Altogether, the results shown in this paper represent an important link between plant biotechnology and vaccine research. In fact, we have demonstrated that the 2F5 neutralizing epitope, generally giving controversial results when used as an immunogen fused to other carrier molecules (11, 22, 37), becomes highly immunogenic when linked to the CP of plant virus particles. This observation confirms the notion that the mode of presentation of an epitope on a heterologous carrier can dramatically affect its immunological properties. Furthermore, PVX-2F5E exhibits a powerful immunogenic potential, which includes the generation of a neutralizing response, not only in mice but also in a human context.
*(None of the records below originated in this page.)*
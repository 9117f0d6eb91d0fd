//! `dagflow` CLI entry-point.
//!
//! Available sub-commands:
//! - `validate`: build a workflow definition file and print its job order.
//! - `run`     : run a workflow definition in-process with the built-in jobs.
//! - `migrate` : run pending database migrations.

use std::path::{Path, PathBuf};
use std::sync::Arc;
use std::time::Duration;

use anyhow::{bail, Context, Result};
use clap::{Parser, Subcommand};
use tokio::sync::watch;
use tracing::info;
use tracing_subscriber::EnvFilter;

use engine::{
    Configuration, ExecutionCascade, JobRegistry, MemoryClient, PersistenceClient, Worker,
    Workflow, WorkflowRegistry, WorkflowSpec,
};
use queue::ChannelQueue;

#[derive(Parser)]
#[command(
    name = "dagflow",
    about = "DAG job workflow orchestrator",
    version
)]
struct Cli {
    #[command(subcommand)]
    command: Command,
}

#[derive(Subcommand)]
enum Command {
    /// Validate a workflow definition JSON file.
    Validate {
        /// Path to the workflow JSON file.
        path: PathBuf,
    },
    /// Run a workflow to completion in this process.
    Run {
        /// Workflow JSON files to register.
        #[arg(required = true)]
        paths: Vec<PathBuf>,
        /// Name of the workflow to run; may be omitted when only one is given.
        #[arg(long)]
        workflow: Option<String>,
        #[arg(long, env = "DAGFLOW_NAMESPACE", default_value = "dagflow")]
        namespace: String,
        #[arg(long, env = "DAGFLOW_CONCURRENCY", default_value_t = 5)]
        concurrency: usize,
        /// How often to check whether the workflow has settled, in milliseconds.
        #[arg(long, default_value_t = 50)]
        poll_ms: u64,
    },
    /// Run pending database migrations.
    Migrate {
        #[arg(long, env = "DATABASE_URL")]
        database_url: String,
    },
}

#[tokio::main]
async fn main() -> Result<()> {
    tracing_subscriber::fmt()
        .with_env_filter(EnvFilter::try_from_default_env().unwrap_or_else(|_| EnvFilter::new("info")))
        .init();

    let cli = Cli::parse();

    match cli.command {
        Command::Validate { path } => {
            let spec = load_spec(&path)?;
            spec.check_job_types(&JobRegistry::with_builtins())?;

            match Workflow::from_definition(&spec).and_then(|wf| wf.topological_order()) {
                Ok(order) => {
                    println!("✅ Workflow is valid. Execution order: {order:?}");
                }
                Err(e) => {
                    eprintln!("❌ Validation failed: {e}");
                    std::process::exit(1);
                }
            }
        }
        Command::Run { paths, workflow, namespace, concurrency, poll_ms } => {
            let config = Configuration {
                namespace,
                concurrency,
                database_url: None,
            };
            let registry = JobRegistry::with_builtins();
            let definitions = register_all(&paths, &registry)?;
            let name = pick_workflow(&definitions, workflow)?;
            let workflow = run(
                definitions.build(&name)?,
                registry,
                &config,
                Duration::from_millis(poll_ms),
            )
            .await?;
            println!("{}", workflow.to_json_pretty()?);
            if workflow.is_failed() {
                std::process::exit(1);
            }
        }
        Command::Migrate { database_url } => {
            info!("Running migrations");
            let config = Configuration {
                database_url: Some(database_url),
                concurrency: 1,
                ..Configuration::default()
            };
            let client = db::pool::connect(&config)
                .await
                .context("failed to connect to database")?;
            db::pool::run_migrations(client.pool())
                .await
                .context("migration failed")?;
            info!("Migrations applied successfully");
        }
    }

    Ok(())
}

fn load_spec(path: &Path) -> Result<WorkflowSpec> {
    let content = std::fs::read_to_string(path)
        .with_context(|| format!("cannot read file {}", path.display()))?;
    WorkflowSpec::from_json(&content).context("invalid workflow definition")
}

/// Load every definition file into a registry, rejecting unknown job types.
fn register_all(paths: &[PathBuf], jobs: &JobRegistry) -> Result<WorkflowRegistry> {
    let mut definitions = WorkflowRegistry::new();
    for path in paths {
        let spec = load_spec(path)?;
        spec.check_job_types(jobs)
            .with_context(|| format!("in {}", path.display()))?;
        definitions.register(spec);
    }
    Ok(definitions)
}

fn pick_workflow(definitions: &WorkflowRegistry, requested: Option<String>) -> Result<String> {
    if let Some(name) = requested {
        return Ok(name);
    }
    match definitions.names().as_slice() {
        [only] => Ok((*only).to_owned()),
        names => bail!("several workflows given ({}); choose one with --workflow", names.join(", ")),
    }
}

/// Start `workflow` and drive it until nothing more can run.
async fn run(
    mut workflow: Workflow,
    registry: JobRegistry,
    config: &Configuration,
    poll: Duration,
) -> Result<Workflow> {
    let client: Arc<dyn PersistenceClient> = Arc::new(MemoryClient::new());
    let (queue, rx) = ChannelQueue::new();
    let cascade = Arc::new(ExecutionCascade::new(client.clone(), Arc::new(queue), registry));

    let (shutdown_tx, shutdown_rx) = watch::channel(false);
    let worker = tokio::spawn(Worker::new(cascade.clone(), config).run(rx, shutdown_rx));

    let initial = workflow.start(cascade.dispatcher(), config).await?;
    let id = workflow.require_id()?;
    info!(workflow_id = %id, ?initial, "workflow running");

    let settled = loop {
        let current = client.find_workflow(id).await?;
        if current.is_settled() {
            break current;
        }
        tokio::time::sleep(poll).await;
    };

    if shutdown_tx.send(true).is_err() {
        bail!("worker exited before the workflow settled");
    }
    worker.await.context("worker task panicked")?;

    info!(workflow_id = %id, status = %settled.status(), "workflow settled");
    Ok(settled)
}

#[cfg(test)]
mod tests {
    use super::*;

    fn demo(name: &str) -> PathBuf {
        PathBuf::from(env!("CARGO_MANIFEST_DIR")).join("../../demos").join(name)
    }

    #[test]
    fn demos_register_under_their_names() {
        let definitions =
            register_all(&[demo("etl.json"), demo("failing.json")], &JobRegistry::with_builtins())
                .unwrap();
        assert_eq!(definitions.names().len(), 2);

        for name in definitions.names() {
            let workflow = definitions.build(name).unwrap();
            assert_eq!(workflow.name(), name);
            assert!(!workflow.initial_jobs().is_empty());
        }
    }

    #[test]
    fn single_definition_is_picked_without_a_name() {
        let definitions = register_all(&[demo("etl.json")], &JobRegistry::with_builtins()).unwrap();
        let only = definitions.names()[0].to_owned();
        assert_eq!(pick_workflow(&definitions, None).unwrap(), only);
    }

    #[test]
    fn several_definitions_need_an_explicit_name() {
        let definitions =
            register_all(&[demo("etl.json"), demo("failing.json")], &JobRegistry::with_builtins())
                .unwrap();
        assert!(pick_workflow(&definitions, None).is_err());
        assert_eq!(
            pick_workflow(&definitions, Some("Anything".into())).unwrap(),
            "Anything"
        );
    }
}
Finally, human DCs pulsed with PVX-2F5E can trigger in vitro proliferation of autologous PBLs, suggesting that PVX-derived CVPs are able to activate cellular responses. Therefore, it would be interesting to investigate whether plant-derived CVPs carrying HIV-1 cytotoxic T-lymphocyte epitopes could be used, in combination with those displaying B-cell epitopes, to broaden the immune correlates of protection against HIV-1.

The CVP strategy described herein can offer new insights for the development of a highly effective and advantageous vaccine against HIV and, more generally, for the design of new vaccination strategies in humans. In this perspective, along with the evaluation of the effectiveness of these plant-derived vectors as carriers of molecules for vaccination purposes, safety issues regarding the possible side effects induced by the anti-CP immune response need to be addressed.